Grass fed livestock is rapidly becoming what consumers are looking for. But believe me this is but the beginning.
Pure pasture-raised beef still represents less than 1% of the nation's supply, but sales reached some $120 million last year and are expected to increase more than 20% a year over the next decade.

Read more: http://www.time.com/time/magazine/article/0,9171,1200759,00.html#ixzz0w49ykOnr

The average Joe is realizing that the problem is because we feed grains to the livestock. That's right, the same grains which are causing our species obesity epidemics, diabetes and cardiovascular diseases, and many of the cancers in North America. But folks, things are rapidly changing for the better through our hard efforts.
It is just the beginning of a huge, and I mean huge change in the way we grow our food. This is still a much lower percentage than many other parts of the world. We have some serious catching up to do.
In turn this will have the effect of boosting the health of these animals.

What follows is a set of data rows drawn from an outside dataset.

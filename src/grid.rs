use crate::N_SMALLVEC_SIZE;
use core::fmt;
use grid_util::Point;
use log::debug;
use petgraph::unionfind::UnionFind;
use rand::Rng;
use serde::{Deserialize, Serialize};
use smallvec::SmallVec;
use std::f64::consts::SQRT_2;

/// Row/column offsets in neighbour order: up, down, left, right, then the diagonals
/// up-left, up-right, down-left, down-right. Strategies depend on this order for
/// deterministic tie-breaking.
const DIRECTIONS: [(i32, i32); 8] = [
    (-1, 0),
    (1, 0),
    (0, -1),
    (0, 1),
    (-1, -1),
    (-1, 1),
    (1, -1),
    (1, 1),
];

/// Converts a (row, col) coordinate into a [Point]. Columns map to `x`, rows to `y`.
pub fn point(row: usize, col: usize) -> Point {
    Point::new(col as i32, row as i32)
}

/// Inverse of [point]. Only meaningful for points with non-negative coordinates.
pub fn row_col(p: &Point) -> (usize, usize) {
    (p.y as usize, p.x as usize)
}

/// Base cost of a single move: 1 for orthogonal moves and sqrt(2) for diagonal ones.
pub fn move_cost(from: &Point, to: &Point) -> f64 {
    if from.x != to.x && from.y != to.y {
        SQRT_2
    } else {
        1.0
    }
}

/// Kinds of terrain. The cost multiplies the base cost of entering a cell.
#[derive(Clone, Copy, Debug, Default, PartialEq, Eq, Hash, Serialize, Deserialize)]
#[serde(rename_all = "lowercase")]
pub enum Terrain {
    #[default]
    Normal,
    Grass,
    Mud,
    Water,
    Sand,
}

impl Terrain {
    pub const ALL: [Terrain; 5] = [
        Terrain::Normal,
        Terrain::Grass,
        Terrain::Mud,
        Terrain::Water,
        Terrain::Sand,
    ];

    pub fn cost(self) -> f64 {
        match self {
            Terrain::Normal => 1.0,
            Terrain::Grass => 1.5,
            Terrain::Mud => 2.0,
            Terrain::Water => 3.0,
            Terrain::Sand => 1.8,
        }
    }

    pub fn name(self) -> &'static str {
        match self {
            Terrain::Normal => "normal",
            Terrain::Grass => "grass",
            Terrain::Mud => "mud",
            Terrain::Water => "water",
            Terrain::Sand => "sand",
        }
    }

    fn symbol(self) -> char {
        match self {
            Terrain::Normal => '.',
            Terrain::Grass => 'g',
            Terrain::Mud => 'm',
            Terrain::Water => 'w',
            Terrain::Sand => 's',
        }
    }
}

/// A paint operation applied through [Grid::set_cell].
#[derive(Clone, Copy, Debug, PartialEq, Eq)]
pub enum Paint {
    Start,
    End,
    Obstacle,
    Erase,
    Terrain(Terrain),
}

/// Topology of a single cell. Obstacles are never start or end cells.
#[derive(Clone, Copy, Debug, Default, PartialEq)]
pub struct Cell {
    obstacle: bool,
    start: bool,
    end: bool,
    terrain: Terrain,
}

impl Cell {
    pub fn is_obstacle(&self) -> bool {
        self.obstacle
    }
    pub fn is_start(&self) -> bool {
        self.start
    }
    pub fn is_end(&self) -> bool {
        self.end
    }
    pub fn terrain(&self) -> Terrain {
        self.terrain
    }
    pub fn terrain_cost(&self) -> f64 {
        self.terrain.cost()
    }
    /// True for cells that carry nothing worth persisting.
    pub fn is_default(&self) -> bool {
        !self.obstacle && !self.start && !self.end && self.terrain == Terrain::Normal
    }
    fn is_endpoint(&self) -> bool {
        self.start || self.end
    }
}

/// Presentation hints written by the strategies while they run. They never feed back
/// into any search decision.
#[derive(Clone, Copy, Debug, Default, PartialEq, Eq)]
pub struct CellMarks {
    pub visited: bool,
    pub exploring: bool,
    pub path: bool,
}

/// A fixed-size grid of [Cell]s with at most one start and one end cell.
/// Per-run search state (distances, parents) is kept out of the grid and owned by
/// the strategy that runs; the grid only carries the visualization [CellMarks].
#[derive(Clone, Debug)]
pub struct Grid {
    rows: usize,
    cols: usize,
    cells: Vec<Cell>,
    marks: Vec<CellMarks>,
    start: Option<Point>,
    end: Option<Point>,
}

impl Grid {
    pub fn new(rows: usize, cols: usize) -> Grid {
        Grid {
            rows,
            cols,
            cells: vec![Cell::default(); rows * cols],
            marks: vec![CellMarks::default(); rows * cols],
            start: None,
            end: None,
        }
    }

    pub fn rows(&self) -> usize {
        self.rows
    }
    pub fn cols(&self) -> usize {
        self.cols
    }
    pub fn start(&self) -> Option<Point> {
        self.start
    }
    pub fn end(&self) -> Option<Point> {
        self.end
    }

    pub fn in_bounds(&self, p: &Point) -> bool {
        p.x >= 0 && p.y >= 0 && (p.y as usize) < self.rows && (p.x as usize) < self.cols
    }

    /// Row-major index of a point, which doubles as its scan order.
    pub fn index(&self, p: &Point) -> Option<usize> {
        if self.in_bounds(p) {
            Some(p.y as usize * self.cols + p.x as usize)
        } else {
            None
        }
    }

    pub fn cell(&self, row: usize, col: usize) -> Option<&Cell> {
        self.cell_at(&point(row, col))
    }

    pub fn cell_at(&self, p: &Point) -> Option<&Cell> {
        self.index(p).map(|ix| &self.cells[ix])
    }

    pub fn marks_at(&self, p: &Point) -> Option<CellMarks> {
        self.index(p).map(|ix| self.marks[ix])
    }

    pub(crate) fn marks_mut(&mut self, p: &Point) -> Option<&mut CellMarks> {
        match self.index(p) {
            Some(ix) => Some(&mut self.marks[ix]),
            None => None,
        }
    }

    /// Whether a point is inside the grid and not an obstacle.
    pub fn is_open(&self, p: &Point) -> bool {
        self.cell_at(p).is_some_and(|c| !c.obstacle)
    }

    pub fn is_endpoint(&self, p: &Point) -> bool {
        self.cell_at(p).is_some_and(Cell::is_endpoint)
    }

    /// Terrain multiplier of a cell; points outside the grid count as normal terrain.
    pub fn terrain_cost(&self, p: &Point) -> f64 {
        self.cell_at(p).map_or(1.0, Cell::terrain_cost)
    }

    /// Iterates all cells in scan order together with their position.
    pub fn cells(&self) -> impl Iterator<Item = (Point, &Cell)> + '_ {
        self.cells
            .iter()
            .enumerate()
            .map(move |(ix, cell)| (point(ix / self.cols, ix % self.cols), cell))
    }

    /// Open neighbours of `p` with the cost of entering them. Always yields the
    /// orthogonal directions first and the diagonals after them when `allow_diagonal`.
    pub fn neighbours(
        &self,
        p: &Point,
        allow_diagonal: bool,
    ) -> SmallVec<[(Point, f64); N_SMALLVEC_SIZE]> {
        let n_dirs = if allow_diagonal { 8 } else { 4 };
        DIRECTIONS[..n_dirs]
            .iter()
            .map(|&(d_row, d_col)| Point::new(p.x + d_col, p.y + d_row))
            .filter_map(|n| {
                self.cell_at(&n)
                    .filter(|c| !c.obstacle)
                    .map(|c| (n, move_cost(p, &n) * c.terrain_cost()))
            })
            .collect()
    }

    /// Applies a paint operation. Returns `false` (and changes nothing) if the
    /// coordinate is outside the grid.
    pub fn set_cell(&mut self, row: usize, col: usize, paint: Paint) -> bool {
        let p = point(row, col);
        let Some(ix) = self.index(&p) else {
            debug!("Ignoring {paint:?} outside the grid at ({row}, {col})");
            return false;
        };
        match paint {
            Paint::Start => {
                if let Some(old) = self.start.take() {
                    self.flag_cell(&old, |c| c.start = false);
                }
                if self.end == Some(p) {
                    self.end = None;
                }
                let cell = &mut self.cells[ix];
                cell.end = false;
                cell.start = true;
                cell.obstacle = false;
                self.start = Some(p);
            }
            Paint::End => {
                if let Some(old) = self.end.take() {
                    self.flag_cell(&old, |c| c.end = false);
                }
                if self.start == Some(p) {
                    self.start = None;
                }
                let cell = &mut self.cells[ix];
                cell.start = false;
                cell.end = true;
                cell.obstacle = false;
                self.end = Some(p);
            }
            Paint::Obstacle => {
                let cell = &mut self.cells[ix];
                if !cell.is_endpoint() {
                    cell.obstacle = true;
                }
            }
            Paint::Erase => {
                let cell = &mut self.cells[ix];
                if !cell.is_endpoint() {
                    cell.obstacle = false;
                    cell.terrain = Terrain::Normal;
                }
            }
            Paint::Terrain(terrain) => {
                let cell = &mut self.cells[ix];
                if !cell.is_endpoint() && !cell.obstacle {
                    cell.terrain = terrain;
                }
            }
        }
        true
    }

    fn flag_cell<F: FnOnce(&mut Cell)>(&mut self, p: &Point, f: F) {
        if let Some(ix) = self.index(p) {
            f(&mut self.cells[ix]);
        }
    }

    /// Clears the visualization marks. Obstacles, terrain, start and end are kept.
    pub fn reset(&mut self) {
        self.marks.fill(CellMarks::default());
    }

    /// Reinitializes every cell and drops the start and end designation.
    pub fn clear(&mut self) {
        *self = Grid::new(self.rows, self.cols);
    }

    /// Independent copy of the layout (obstacles, terrain, start, end) with fresh marks.
    /// Every strategy run gets its own snapshot.
    pub fn snapshot(&self) -> Grid {
        let mut grid = self.clone();
        grid.reset();
        grid
    }

    /// Turns every cell other than start and end into an obstacle with probability `density`.
    pub fn add_random_obstacles<R: Rng>(&mut self, density: f64, rng: &mut R) {
        let density = density.clamp(0.0, 1.0);
        for cell in self.cells.iter_mut().filter(|c| !c.is_endpoint()) {
            if rng.gen_bool(density) {
                cell.obstacle = true;
            }
        }
    }

    /// Clears the marks of every cell that is neither an endpoint nor an obstacle.
    pub(crate) fn clear_open_marks(&mut self) {
        for (cell, marks) in self.cells.iter().zip(self.marks.iter_mut()) {
            if !cell.is_endpoint() && !cell.obstacle {
                *marks = CellMarks::default();
            }
        }
    }

    /// Generates a [UnionFind] structure linking up open cells that are neighbours under
    /// the given movement mode.
    pub fn components(&self, allow_diagonal: bool) -> UnionFind<usize> {
        let mut components = UnionFind::new(self.rows * self.cols);
        // Linking forward neighbours (down, right and the two lower diagonals) covers every edge.
        let forward: &[(i32, i32)] = if allow_diagonal {
            &[(1, 0), (0, 1), (1, -1), (1, 1)]
        } else {
            &[(1, 0), (0, 1)]
        };
        for (p, cell) in self.cells() {
            if cell.obstacle {
                continue;
            }
            let Some(p_ix) = self.index(&p) else { continue };
            for &(d_row, d_col) in forward {
                let n = Point::new(p.x + d_col, p.y + d_row);
                if self.is_open(&n) {
                    if let Some(n_ix) = self.index(&n) {
                        components.union(p_ix, n_ix);
                    }
                }
            }
        }
        components
    }

    /// Checks if `a` and `b` are on the same connected component.
    pub fn reachable(&self, a: &Point, b: &Point, allow_diagonal: bool) -> bool {
        match (self.index(a), self.index(b)) {
            (Some(a_ix), Some(b_ix)) if self.is_open(a) && self.is_open(b) => {
                self.components(allow_diagonal).equiv(a_ix, b_ix)
            }
            _ => false,
        }
    }
}

impl fmt::Display for Grid {
    fn fmt(&self, f: &mut fmt::Formatter) -> fmt::Result {
        for row in 0..self.rows {
            let line = (0..self.cols)
                .map(|col| {
                    let ix = row * self.cols + col;
                    let cell = &self.cells[ix];
                    if cell.start {
                        'S'
                    } else if cell.end {
                        'E'
                    } else if cell.obstacle {
                        '#'
                    } else if self.marks[ix].path {
                        '*'
                    } else {
                        cell.terrain.symbol()
                    }
                })
                .collect::<String>();
            writeln!(f, "{line}")?;
        }
        Ok(())
    }
}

Less antibiotics, less hormone treatments, less problems with bloating, foaming, acidosis, diarrhea, ulcers, pneumonitis, liver diseases, cosccidiosis, enerotoxemia, feedlot polio, etc... means happy animals, happy farmers, happy animal advocates, happy customers, and happy governments too. Here's why..
Presently 70% of all antibiotics used in North America goes to livestock treatment, because of poor feed, insufficient pasture grazing, and the fattening of of these animals, principally with grain products for three to six months, before they go to market. Remember these animals live only one or two years. Then we slaughter them, and put them on the market for consumption.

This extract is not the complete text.